What this task involves: Your answer must be a single number: how many lines in the records below contain the word "return".

### Records for this exercise ###

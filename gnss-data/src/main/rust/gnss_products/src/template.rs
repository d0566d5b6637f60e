/*
 * Copyright (c) 2024, United States Government, as represented by the
 * Administrator of the National Aeronautics and Space Administration.
 * All rights reserved.
 *
 * The RACE - Runtime for Airspace Concept Evaluation platform is licensed
 * under the Apache License, Version 2.0 (the "License"); you may not use
 * this file except in compliance with the License. You may obtain a copy
 * of the License at http://www.apache.org/licenses/LICENSE-2.0.
 *
 * Unless required by applicable law or agreed to in writing, software
 * distributed under the License is distributed on an "AS IS" BASIS,
 * WITHOUT WARRANTIES OR CONDITIONS OF ANY KIND, either express or implied.
 * See the License for the specific language governing permissions and
 * limitations under the License.
 */

/// filename templating - expands the bracketed time/station/job tokens of product
/// filename and path templates over cadence-aligned time buckets.
///
/// Token case controls replacement case ([SSSS] vs [ssss]), tokens may carry
/// day offsets ([yyyy+14], [ddd-2]), `${VAR}` environment references are expanded
/// first, and `*`/`?` wildcards pass through for archive-side resolution.

use chrono::{DateTime,Datelike,Timelike,Duration,Utc};
use regex::Regex;

use gnss_common::datetime::{day_of_year,gps_week,gps_week_day,gnss_epoch,hour_letter,hour_of_letter,time_buckets,naive_utc_date_to_utc_datetime};
use gnss_common::strings::{is_mixed_case,is_all_uppercase};
use crate::errors::{GnssProductError,Result};
use crate::ProductType;
use crate::request::Request;

/// a fully materialized product file: no unresolved placeholders left except wildcards
#[derive(Debug,Clone,PartialEq)]
pub struct FileSpec {
    pub type_code: String,
    pub subtype: String,
    pub path: String,
    pub filename: String,
    pub compression: String,
    pub station: Option<String>,
    pub timestamp: DateTime<Utc>
}

impl FileSpec {
    pub fn relative_path (&self) -> String {
        if self.path.is_empty() {
            self.filename.clone()
        } else {
            format!("{}/{}", self.path, self.filename)
        }
    }

    pub fn has_wildcards (&self) -> bool {
        has_wildcards(&self.filename)
    }
}

pub fn has_wildcards (s: &str) -> bool {
    s.contains('*') || s.contains('?')
}

/// the variables a template is expanded over
#[derive(Debug,Clone)]
pub struct TemplateVars<'a> {
    pub time: DateTime<Utc>,
    pub station: Option<&'a str>,
    pub job_id: &'a str,
    pub type_code: &'a str,
    pub subtype: &'a str
}

/// does a template reference the station token (any case)
pub fn references_station (template: &str) -> bool {
    let mut found = false;
    let _ = for_each_token(template, &mut |name,_offs| {
        if name.eq_ignore_ascii_case("ssss") { found = true; }
        Ok(())
    });
    found
}

/// structural template validation - every bracketed token must be known
pub fn check_template (template: &str) -> std::result::Result<(),String> {
    for_each_token(template, &mut |name,_offs| {
        if !is_known_token(name) {
            Err(format!("unknown token [{}]", name))
        } else {
            Ok(())
        }
    })
}

fn is_known_token (name: &str) -> bool {
    matches!( name.to_ascii_lowercase().as_str(),
        "yyyy" | "yy" | "mm" | "dd" | "ddd" | "wwww" | "ww" | "d" | "hh" | "h" |
        "ssss" | "job" | "type" | "subtype")
}

/// scan bracketed tokens, calling f(name, day_offset) for each; Err aborts the scan
fn for_each_token (template: &str, f: &mut dyn FnMut(&str,i64) -> std::result::Result<(),String>) -> std::result::Result<(),String> {
    let mut rest = template;
    while let Some(i) = rest.find('[') {
        let after = &rest[i+1..];
        match after.find(']') {
            Some(j) => {
                let (name,offs) = split_token(&after[..j])?;
                f(name, offs)?;
                rest = &after[j+1..];
            }
            None => return Err(format!("unterminated token in '{}'", template))
        }
    }
    Ok(())
}

/// split "ddd-2" into ("ddd", -2), "yyyy" into ("yyyy", 0)
fn split_token (token: &str) -> std::result::Result<(&str,i64),String> {
    match token.find( |c| c == '+' || c == '-') {
        Some(k) => {
            let name = &token[..k];
            let offs: i64 = token[k..].parse().map_err( |_| format!("bad day offset in [{}]", token))?;
            Ok((name, offs))
        }
        None => Ok((token, 0))
    }
}

/// expand a template over the given variables. Environment references first,
/// bracketed tokens second; wildcards are copied through verbatim.
pub fn expand (template: &str, vars: &TemplateVars) -> Result<String> {
    let s = gnss_config::expand_env_refs(template)?;

    let mut out = String::with_capacity(s.len());
    let mut rest = s.as_str();

    while let Some(i) = rest.find('[') {
        out.push_str(&rest[..i]);
        let after = &rest[i+1..];
        let j = after.find(']')
            .ok_or_else(|| GnssProductError::TemplateError(template.to_string(), "unterminated token".to_string()))?;
        let token = &after[..j];
        out.push_str( &replace_token(template, token, vars)?);
        rest = &after[j+1..];
    }
    out.push_str(rest);
    Ok(out)
}

fn replace_token (template: &str, token: &str, vars: &TemplateVars) -> Result<String> {
    let (name,offs) = split_token(token)
        .map_err(|e| GnssProductError::TemplateError(template.to_string(), e))?;
    let t = vars.time + Duration::days(offs);
    let upper = is_all_uppercase(name);

    let rep = match name.to_ascii_lowercase().as_str() {
        "yyyy" => format!("{:04}", t.year()),
        "yy"   => format!("{:02}", t.year().rem_euclid(100)),
        "mm"   => format!("{:02}", t.month()),
        "dd"   => format!("{:02}", t.day()),
        "ddd"  => format!("{:03}", day_of_year(&t)),
        "wwww" => format!("{:04}", gps_week(&t)),
        "ww"   => format!("{:02}", gps_week(&t).rem_euclid(100)),
        "d"    => format!("{}", gps_week_day(&t)),
        "hh"   => format!("{:02}", t.hour()),
        "h"    => cased( &hour_letter(t.hour()).to_string(), upper),
        "ssss" => station_code( vars.station.ok_or(GnssProductError::MissingStation)?, upper),
        "job"  => cased( vars.job_id, upper),
        "type" => cased( vars.type_code, upper),
        "subtype" => cased( vars.subtype, upper),
        _ => return Err( GnssProductError::UnknownToken(name.to_string()))
    };
    Ok(rep)
}

fn cased (s: &str, upper: bool) -> String {
    if upper { s.to_uppercase() } else { s.to_lowercase() }
}

/// configured mixed-case station codes keep their case, otherwise the token case decides
fn station_code (station: &str, upper: bool) -> String {
    if is_mixed_case(station) {
        station.to_string()
    } else {
        cased(station, upper)
    }
}

/// the deterministic, finite FileSpec list for one product variant and request:
/// one spec per cadence bucket intersecting [start,end], in ascending bucket order
pub fn file_specs (pt: &ProductType, req: &Request) -> Result<Vec<FileSpec>> {
    if pt.uses_station() && req.station.is_none() {
        return Err( GnssProductError::MissingStation);
    }

    let mut specs = Vec::new();
    for bucket in time_buckets(&req.start, &req.end, pt.cadence.duration()) {
        let vars = TemplateVars {
            time: bucket,
            station: req.station.as_deref(),
            job_id: &req.job_id,
            type_code: &pt.type_code,
            subtype: &pt.subtype
        };

        specs.push( FileSpec {
            type_code: pt.type_code.clone(),
            subtype: pt.subtype.clone(),
            path: expand(&pt.path, &vars)?,
            filename: expand(&pt.filename, &vars)?,
            compression: pt.compression.clone(),
            station: req.station.clone(),
            timestamp: bucket
        });
    }
    Ok(specs)
}

//--- template inversion

/// time bucket and station recovered from a concrete filename
#[derive(Debug,Clone,PartialEq)]
pub struct ParsedName {
    pub time: Option<DateTime<Utc>>,
    pub station: Option<String>
}

/// match a concrete filename against a template and recover the time bucket and
/// station it was expanded from. Only offset-free tokens contribute to the
/// reconstructed time. None if the name does not match the template at all.
pub fn parse_filename (template: &str, name: &str) -> Option<ParsedName> {
    let mut token_info: Vec<(String,i64)> = Vec::new();
    let mut pattern = String::from("^");
    let mut rest = template;

    while let Some(i) = rest.find('[') {
        pattern.push_str( &wildcard_quoted(&rest[..i]));
        let after = &rest[i+1..];
        let j = after.find(']')?;
        let (tname,offs) = split_token(&after[..j]).ok()?;
        pattern.push_str( token_pattern(tname)?);
        token_info.push( (tname.to_ascii_lowercase(), offs));
        rest = &after[j+1..];
    }
    pattern.push_str( &wildcard_quoted(rest));
    pattern.push('$');

    let re = Regex::new(&pattern).ok()?;
    let caps = re.captures(name)?;

    let mut year: Option<i32> = None;
    let mut month: Option<u32> = None;
    let mut day: Option<u32> = None;
    let mut doy: Option<u32> = None;
    let mut week: Option<i64> = None;
    let mut week_day: Option<i64> = None;
    let mut hour: Option<u32> = None;
    let mut station: Option<String> = None;

    for (k,(tname,offs)) in token_info.iter().enumerate() {
        let v = caps.get(k+1)?.as_str();
        if *offs != 0 { continue; } // offset fields cannot be inverted per-field

        match tname.as_str() {
            "yyyy" => year = v.parse().ok(),
            "yy" => year = v.parse::<i32>().ok().map( |y| if y < 80 { y + 2000 } else { y + 1900 }),
            "mm" => month = v.parse().ok(),
            "dd" => day = v.parse().ok(),
            "ddd" => doy = v.parse().ok(),
            "wwww" => week = v.parse().ok(),
            "d" => week_day = v.parse().ok(),
            "hh" => hour = v.parse().ok(),
            "h" => hour = hour_of_letter( v.chars().next()?),
            "ssss" => station = Some(v.to_string()),
            _ => {}
        }
    }

    let date = if let (Some(w),Some(wd)) = (week,week_day) {
        Some( gnss_epoch() + Duration::days(w*7 + wd))
    } else if let (Some(y),Some(n)) = (year,doy) {
        chrono::NaiveDate::from_yo_opt(y, n).map(naive_utc_date_to_utc_datetime)
    } else if let (Some(y),Some(m),Some(d)) = (year,month,day) {
        chrono::NaiveDate::from_ymd_opt(y, m, d).map(naive_utc_date_to_utc_datetime)
    } else {
        None
    };

    let time = date.map( |d| d + Duration::hours(hour.unwrap_or(0) as i64));
    Some( ParsedName { time, station })
}

fn token_pattern (name: &str) -> Option<&'static str> {
    let p = match name.to_ascii_lowercase().as_str() {
        "yyyy" | "wwww" => r"(\d{4})",
        "yy" | "mm" | "dd" | "ww" | "hh" => r"(\d{2})",
        "ddd" => r"(\d{3})",
        "d" => r"(\d)",
        "h" => r"([a-xA-X])",
        "ssss" => r"(\w{4})",
        "job" | "type" | "subtype" => r"(\w+)",
        _ => return None
    };
    Some(p)
}

/// quote a template literal for regex use, turning '?' into any-single and '*' into any-run
fn wildcard_quoted (literal: &str) -> String {
    let mut p = String::new();
    for c in literal.chars() {
        match c {
            '?' => p.push('.'),
            '*' => p.push_str(".*"),
            _ => p.push_str( &regex::escape(&c.to_string()))
        }
    }
    p
}
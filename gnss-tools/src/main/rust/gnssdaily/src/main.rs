#![allow(unused)]
/*
 * Copyright (c) 2024, United States Government, as represented by the
 * Administrator of the National Aeronautics and Space Administration.
 * All rights reserved.
 *
 * The RACE - Runtime for Airspace Concept Evaluation platform is licensed
 * under the Apache License, Version 2.0 (the "License"); you may not use
 * this file except in compliance with the License. You may obtain a copy
 * of the License at http://www.apache.org/licenses/LICENSE-2.0.
 *
 * Unless required by applicable law or agreed to in writing, software
 * distributed under the License is distributed on an "AS IS" BASIS,
 * WITHOUT WARRANTIES OR CONDITIONS OF ANY KIND, either express or implied.
 * See the License for the specific language governing permissions and
 * limitations under the License.
 */

/// gnssdaily - drive a per-day GNSS processing command over a date range.
///
/// Each date gets a working directory, a lock and a completion/fail marker, so
/// several gnssdaily processes (possibly on different machines when an object
/// store is configured) can share one range. The processing command is a shell
/// free argv template with ${...} date substitution, run inside the date's
/// working directory.
///
///   gnssdaily run daily.ron                    process the configured range
///   gnssdaily run daily.ron --dry-run          only print the visit order
///   gnssdaily stop daily.ron                   make running workers stop
///   gnssdaily restart daily.ron                clear the stop file again

use std::process::Command;

use anyhow::{anyhow,bail,Result};
use log::info;
use serde::{Serialize,Deserialize};
use structopt::StructOpt;

use gnss_config::load_config;
use gnss_daily::{DailyConfig,DailyScheduler,DayContext};
use gnss_daily::subst::expand;

#[macro_use]
extern crate lazy_static;

#[derive(StructOpt,Clone,Debug)]
enum Cmd {
    /// process the configured date range
    Run {
        /// scheduler config file (RON)
        config: String,

        /// override the configured start date
        #[structopt(long)]
        start_date: Option<String>,

        /// override the configured end date
        #[structopt(long)]
        end_date: Option<String>,

        /// only print the visit order, do not process
        #[structopt(long)]
        dry_run: bool
    },

    /// touch the stop file so running workers stop at their next date
    Stop {
        config: String
    },

    /// remove the stop file
    Restart {
        config: String
    }
}

/// command line argument structure
#[derive(StructOpt,Clone,Debug)]
struct Opt {
    #[structopt(subcommand)]
    cmd: Cmd,

    /// increase logging level (can also be set with RUST_LOG env var)
    #[structopt(short,long)]
    verbose: bool
}

lazy_static! {
    static ref OPT: Opt = Opt::from_args();
}

/// scheduler config plus the per-date processing command
#[derive(Debug,Clone,Serialize,Deserialize)]
struct DailyRunConfig {
    scheduler: DailyConfig,

    /// argv template run per date in the date's working directory,
    /// e.g. "process_day --date ${yyyy}-${mm}-${dd} --dir ${base_dir}"
    command: String
}

fn load_run_config (path: &str) -> Result<DailyRunConfig> {
    load_config(path).map_err( |e| anyhow!("cannot load scheduler config {}: {}", path, e))
}

/// run the configured processing command for one date
fn process_day (cfg: &DailyRunConfig, ctx: &DayContext) -> Result<()> {
    let expanded = expand(&cfg.command, &ctx.vars)?;
    let argv: Vec<&str> = expanded.split_whitespace().collect();
    if argv.is_empty() {
        bail!("empty processing command");
    }

    let status = Command::new(argv[0])
        .args(&argv[1..])
        .current_dir(&ctx.target_dir)
        .status()
        .map_err( |e| anyhow!("cannot run '{}': {}", argv[0], e))?;

    if status.success() {
        Ok(())
    } else {
        bail!("'{}' exited with {}", expanded, status)
    }
}

#[tokio::main]
async fn main () -> Result<()> {
    let loglevel = if std::env::var(gnss_config::ENV_DEBUG).is_ok() {"debug"}
                   else if OPT.verbose {"info"} else {"warn"};
    env_logger::init_from_env( env_logger::Env::default().filter_or(env_logger::DEFAULT_FILTER_ENV, loglevel));

    match &OPT.cmd {
        Cmd::Run { config, start_date, end_date, dry_run } => {
            let mut run_cfg = load_run_config(config)?;
            if let Some(sd) = start_date { run_cfg.scheduler.start_date = sd.clone(); }
            if let Some(ed) = end_date { run_cfg.scheduler.end_date = ed.clone(); }

            let scheduler = DailyScheduler::new( run_cfg.scheduler.clone())?;

            if *dry_run {
                for date in scheduler.visit_dates() {
                    println!("{}", date.format("%Y-%m-%d"));
                }
                return Ok(());
            }

            let mut callback = |ctx: &DayContext| process_day(&run_cfg, ctx);
            let report = scheduler.run(&mut callback).await?;

            info!("{} dates processed, {} complete, {} failed, {} skipped",
                  report.processed, report.completed, report.failed, report.skipped);
            if report.failed > 0 {
                bail!("{} dates failed", report.failed);
            }
            Ok(())
        }

        Cmd::Stop { config } => {
            let run_cfg = load_run_config(config)?;
            DailyScheduler::new(run_cfg.scheduler)?.request_stop()?;
            println!("stop requested");
            Ok(())
        }

        Cmd::Restart { config } => {
            let run_cfg = load_run_config(config)?;
            DailyScheduler::new(run_cfg.scheduler)?.clear_stop()?;
            println!("stop file cleared");
            Ok(())
        }
    }
}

###

Answer for this exercise: 5